Our silvicultural implications are most relevant for even-aged systems. It is well known and confirmed in our study (see also Hansson 1994; Lõhmus 2004), that clear-cuts have distinct bird assemblages of mostly common, but also some declining open habitat or shrubland species (such as Carpodacus erythrinus Pall.). A fundamental difference emerges in the thicket phase, depending on whether the stand is naturally regenerated or planted with spruce. Integrating planted stands into landscapes and retaining a share of natural regeneration would constitute landscape-scale precautionary approaches against biotic homogenization.

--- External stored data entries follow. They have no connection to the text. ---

//! Core domain entities representing the clinic's records.
//!
//! # Aggregates
//!
//! - [`Owner`] - owns its [`Pet`]s; each pet holds an [`OwnerRef`] back-reference
//! - [`Vet`] - owns a set of [`Specialty`]
//! - [`Visit`] - refers to its pet by id only
//!
//! [`PetType`] is a shared value referenced by many pets.
//!
//! # Linking
//!
//! [`Owner::add_pet`] is the only operation that links both sides of the
//! owner/pet association. [`Pet::set_owner`] sets the back-reference alone and
//! leaves the owner's collection as it was.
//!
//! # Request shapes
//!
//! - [`OwnerForm`], [`PetForm`] - fields copied onto aggregates by the mappers

pub mod owner;
pub mod pet;
pub mod vet;
pub mod visit;

pub use owner::{InstanceKey, Owner, OwnerForm, OwnerRef};
pub use pet::{Pet, PetForm, PetType};
pub use vet::{Specialty, Vet};
pub use visit::{Visit, VisitBuilder};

Also, the habitat value of spruce plantations can still be facilitated through later management. The ultimate range of techniques depends on the economic options available for the managers, but our study helps prioritize the actions by their ecological effectiveness. A priority for birds would be to establish deciduous gaps in homogenous conifer plantations (Lindbladh et al. 2017; Horák et al. 2019; Vélová et al. 2021), with a long-term aim to increase tree species richness and abundance of deciduous trees. Another major effect (notably on resident birds) is provided by the presence of large trees, which can be achieved through long-term planning of the retention forestry techniques (Rosenvald and Lõhmus 2007; Mag and Ódor 2015; Rosenvald et al. 2019; Gustafsson et al. 2020). Thus, managing even-aged successional forests for birds starts from the clear-cutting stage. The thinning operations in older stands can be crucial for the development of dead wood pools and retaining cavity trees, but their potential has already been shaped by earlier silvicultural decisions.

Conclusions

1. Bird assemblages in planted spruce forests were compositionally distinct compared with naturally regenerated mixed stands and impoverished compared with late-successional forests.

2. Due to relatively rapid stand development on productive soils, avian assemblages can host some old-forest species within even-aged systems, although full old-growth assemblages probably further develop in stands well over 100 years old and some species cannot inhabit the production landscape mosaics.

3. Both in planted and naturally regenerated stands, the main silvicultural targets of bird habitat quality are similar (tree species mixtures; large-tree retention; dead wood).